C’est le moment pour nous, les jeunes et ceux qui nous encadrent, de nous assoir et réfléchir aux meilleures solutions car on ne peut pas croiser les bras et espérer que la question de Mayotte se règle toute seule. On ne peut pas laisser mourir nos sœurs, frères, mères et pères dans le bras de mer entre Ndzuani et Mayotte sans dire un mot.Des choses à dire nous en avons beaucoup. Mais comment le dire et comment réagir? On trouvera des solutions si on s’assoit ensemble et on en parle. Ce qui est sûr, c’est qu’on ne peut pas faire d’une telle question, un sujet tabou.
Que pensez-vous précisément du Visa Balladur et ses conséquences?
Hakim Mohamed*** : C’est la pire chose qui soit arrivée aux Comores. Il nous dénie de notre droit le plus élémentaire qui est celui de circuler librement chez nous. Depuis quand un Français a-t-il besoin d’un visa pour aller de Paris à Marseille?Ce visa suicidaire est juste absurde. Aujourd’hui, des parents sont chassés de Mayotte, obligés d’abandonner leurs enfants sans personne pour s’en occuper. Que deviennent ces enfants? Tout le monde le sait.
En outre, ce dispositif illégal et ses milliers de morts cause un traumatisme très profond chez tous les comoriens. Aujourd’hui chaque famille a perdu un proche ou un ami dans ce cimetière installé par la France dans notre mer.Sans suivi psychologique et sans jamais en parler, les Comoriens en soufrent et n’en guérissent pas. Ce n’est pas tout, ils voient disparaitre petit à petit les liens qui les unissent avec l’île sœur notamment la langue. C’est vraiment regrettable.
Qu’est-ce que vous espérez tirer du recueil de témoignages sur les victimes du Visa Ballar?

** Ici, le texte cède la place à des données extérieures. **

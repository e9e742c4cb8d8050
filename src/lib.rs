#[allow(dead_code)]
pub mod core;

pub use crate::core::errors::Infeasible;
pub use crate::core::lotto_segmenter::{LottoSegmenter, LOTTO_SIZE, LOWER_BOUND, UPPER_BOUND};
pub use crate::core::segmentor::Segmenter;
pub use crate::core::token::Token;

/// Segment `text` with a fresh engine, returning `LOTTO_SIZE` distinct
/// picks in acceptance order, or the reason the input is infeasible.
pub fn segment(text: &str) -> Result<Vec<Token>, Infeasible> {
    let mut segmenter = LottoSegmenter::new();
    segmenter.tokenize(text)
}
use std::fs::{File, OpenOptions};
use std::io::{self, BufRead, LineWriter, Write};

use lotto_rs::{segment, Token};

pub fn render_picks(tokens: &[Token]) -> String {
    tokens
        .iter()
        .map(|t| t.text())
        .collect::<Vec<_>>()
        .join(",")
}

fn main() {
    // RUST_LOG=debug surfaces the fit trace of the search
    env_logger::init();

    // simple command line interface
    let args: Vec<_> = std::env::args().collect();
    assert!(
        args.len() == 3,
        "should only specify the input file and output file"
    );
    let input_filename = &args[1];
    let output_filename = &args[2];
    let input_file = File::open(input_filename).expect("input file not exists");
    let lines = io::BufReader::new(input_file).lines();

    let mut opts = OpenOptions::new();
    opts.create(true).write(true);
    let output_file = opts.open(output_filename).expect("output file not exists");
    let mut writer = LineWriter::new(output_file);

    for line in lines {
        let line = line.unwrap();
        let text = line.trim();
        let rendered = match segment(text) {
            Ok(tokens) => render_picks(&tokens),
            Err(reason) => format!("no lotto found ({})", reason),
        };
        writer
            .write_all(format!("{}: {}\n", text, rendered).as_bytes())
            .unwrap();
    }
    writer.flush().unwrap();
}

Asma Abdallah Houmadi**** : En fait, pour nous, recueillir ces témoignages, c’est permettre aux gens d’en parler pour espérer faire le deuil et trouver des solutions. En premier lieu, nous avons voulu savoir ce qui se passe exactement pendant ces traversées. La Question de Mayotte et ses milliers de morts touchent toutes les Comoriennes et tous les Comoriens mais chacun préfère rester dans son coin et en souffrir seul. Ça ne doit pas se passer ainsi dans la mesure où c’est un problème collectif. On doit s’unir car, comme dit l’adage, l’union fait la force.

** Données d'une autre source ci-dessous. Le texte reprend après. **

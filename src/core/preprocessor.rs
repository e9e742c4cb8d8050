use std::collections::HashSet;

use crate::core::char_util::{digit_value, is_round_ten_lead};
use crate::core::errors::Infeasible;
use crate::core::lotto_segmenter::LOTTO_SIZE;

/// Output of the preprocessing pass: the normalized character buffer plus
/// the zero scan results the search engine consumes.
#[derive(Debug, PartialEq, Eq)]
pub struct Normalized {
    /// Input with the leading run of '0' stripped.
    pub chars: Vec<char>,
    /// Indices where a digit and the following '0' form a round-ten pick.
    /// Such positions are consumed as pairs whenever possible, because a
    /// lone '0' can never start or be a pick.
    pub zero_pairs: HashSet<usize>,
    /// Count of '0' characters past index 0.
    pub num_zeros: usize,
    /// Predicted number of two-digit picks still to be placed. Zeros are
    /// pre-deducted, so this can go negative.
    pub two_digit_quota: i32,
}

/// Normalize `raw` and scan it for zero pairs.
///
/// Rejects non-digit input, all-zero input, a trailing "00" and any
/// length outside the `LOTTO_SIZE..=2*LOTTO_SIZE + num_zeros` window.
pub fn preprocess(raw: &str) -> Result<Normalized, Infeasible> {
    for (position, c) in raw.chars().enumerate() {
        if digit_value(&c).is_none() {
            return Err(Infeasible::NonDigit { position });
        }
    }

    // leading zeros carry no information, a pick cannot start with '0'
    let chars: Vec<char> = raw.chars().skip_while(|c| *c == '0').collect();
    let len = chars.len();
    if len == 0 {
        return Err(Infeasible::Empty);
    }
    // a trailing "00" forces a final pick of 100 or more
    if len > 2 && chars[len - 2] == '0' && chars[len - 1] == '0' {
        return Err(Infeasible::TrailingDoubleZero);
    }

    // scan for zeros from index 1, recording valid round-ten pair positions
    let mut zero_pairs = HashSet::new();
    let mut num_zeros = 0_usize;
    let mut two_digit_quota = len as i32 - LOTTO_SIZE as i32;
    for i in 1..len {
        if chars[i] == '0' {
            if is_round_ten_lead(&chars[i - 1]) {
                zero_pairs.insert(i - 1);
            }
            two_digit_quota -= 1;
            num_zeros += 1;
        }
    }

    let max = 2 * LOTTO_SIZE + num_zeros;
    if len < LOTTO_SIZE || len > max {
        return Err(Infeasible::LengthOutOfWindow {
            len,
            min: LOTTO_SIZE,
            max,
        });
    }

    Ok(Normalized {
        chars,
        zero_pairs,
        num_zeros,
        two_digit_quota,
    })
}
use crate::core::errors::Infeasible;
use crate::core::token::Token;

pub trait Segmenter {
    fn segment(&mut self, input: &str) -> Result<Vec<Token>, Infeasible>;
    fn name(&self) -> &str;
}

Nous avons trouvé judicieux d’écrire les témoignages des survivants et de ceux qui ont perdu des proches dans ce désastre, afin de pouvoir donner des noms et des visages à nos morts. Cela va, également, permettre aux générations futures de connaitre ceux qui nous ont quittés. Plus on écrit ces témoignage, plus les gens vont prendre conscience de la nécessité de trouver une solution pour arrêter ce massacre.

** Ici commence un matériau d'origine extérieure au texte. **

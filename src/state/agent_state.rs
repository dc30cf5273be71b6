use crate::infra::{Direction, Position};

#[derive(Debug, Clone, Copy, PartialEq, Eq)]
pub struct AgentState {
    pub position: Position,
    pub heading: Direction,
}

impl AgentState {
    pub fn new(position: Position, heading: Direction) -> Self {
        Self { position, heading }
    }

    /// Faces `heading` and advances one cell.
    pub fn advance(&mut self, heading: Direction) {
        self.heading = heading;
        self.position = self.position.step(heading);
    }
}

impl Default for AgentState {
    fn default() -> Self {
        Self::new(Position::new(0, 0), Direction::North)
    }
}

#[derive(Debug, Clone, Copy, PartialEq, Eq)]
pub struct Flag {
    pub position: Position,
    pub discovered: bool,
}

impl Flag {
    pub fn new(position: Position) -> Self {
        Self {
            position,
            discovered: false,
        }
    }
}

/// The cells that must be visited before the final destination is known.
/// Membership never changes; discovery only goes from `false` to `true`.
#[derive(Debug, Clone, PartialEq, Eq)]
pub struct FlagSet {
    flags: Vec<Flag>,
}

impl FlagSet {
    pub fn new(positions: &[Position]) -> Self {
        Self {
            flags: positions.iter().copied().map(Flag::new).collect(),
        }
    }

    /// Marks every undiscovered flag at `pos` as discovered and returns the
    /// positions that were newly discovered.
    pub fn discover_at(&mut self, pos: Position) -> Vec<Position> {
        let mut found = Vec::new();
        for flag in self.flags.iter_mut().filter(|flag| !flag.discovered) {
            if flag.position == pos {
                flag.discovered = true;
                found.push(flag.position);
            }
        }
        found
    }

    pub fn all_discovered(&self) -> bool {
        self.flags.iter().all(|flag| flag.discovered)
    }

    pub fn discovered_count(&self) -> usize {
        self.flags.iter().filter(|flag| flag.discovered).count()
    }

    pub fn positions(&self) -> Vec<Position> {
        self.flags.iter().map(|flag| flag.position).collect()
    }

    pub fn iter(&self) -> impl Iterator<Item = &Flag> {
        self.flags.iter()
    }

    pub fn len(&self) -> usize {
        self.flags.len()
    }

    pub fn is_empty(&self) -> bool {
        self.flags.is_empty()
    }
}

#[cfg(test)]
mod tests {
    use super::*;

    #[test]
    fn test_advance_updates_heading_and_position() {
        let mut agent = AgentState::default();
        agent.advance(Direction::East);
        assert_eq!(agent.position, Position::new(1, 0));
        assert_eq!(agent.heading, Direction::East);
        agent.advance(Direction::North);
        assert_eq!(agent.position, Position::new(1, 1));
    }

    #[test]
    fn test_flags_discovered_in_any_order() {
        let mut flags = FlagSet::new(&[
            Position::new(7, 7),
            Position::new(0, 7),
            Position::new(9, 15),
        ]);
        assert!(!flags.all_discovered());

        assert_eq!(flags.discover_at(Position::new(9, 15)), vec![Position::new(9, 15)]);
        assert!(flags.discover_at(Position::new(1, 1)).is_empty());
        assert_eq!(flags.discover_at(Position::new(0, 7)), vec![Position::new(0, 7)]);
        assert!(!flags.all_discovered());
        assert_eq!(flags.discovered_count(), 2);

        flags.discover_at(Position::new(7, 7));
        assert!(flags.all_discovered());
    }

    #[test]
    fn test_rediscovery_reports_nothing() {
        let mut flags = FlagSet::new(&[Position::new(2, 2)]);
        assert_eq!(flags.discover_at(Position::new(2, 2)).len(), 1);
        assert!(flags.discover_at(Position::new(2, 2)).is_empty());
        assert!(flags.iter().all(|flag| flag.discovered));
    }
}
pub mod config;
pub mod infra;
pub mod mission;
pub mod planners;
pub mod state;

// Re-export commonly used types for convenience
pub use config::MissionConfig;
pub use infra::{Direction, Maze, MissionObserver, Position, Robot, SimulatedRobot};
pub use mission::{Mission, MissionError, MissionPhase, MissionReport};
pub use state::KnowledgeMap;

Des solutions pour se réveiller de ce cauchemar du bras de mer entre Ndzuani et Maore…
Aicham Ahamada et et Anssoufouddine Chaima Rabezafy : ***** : … Oui, car c’est loin d’être normal d’entendre quotidiennement nos proches mourir juste en voulant se rendre chez eux. A notre niveau au club Soirhane, nous en parlerons encore et encore pour que les gens deviennent sensibles à cette question.
En amont, il doit y avoir un travail d’acceptation entre les trois îles et leur sœur Mayotte car on connait l’animosité née de cette séparation artificielle et la première des solutions c’est la suppression pure et simple du Visa Balladur, mais nous sommes conscients qu’il faut du temps.Alors, de notre part, nous allons continuer à recueillir des témoignages sur les victimes dans l’espoir que cela va aider à prendre véritablement conscience de ce qui nous arrive entant que peuple et entant que pays.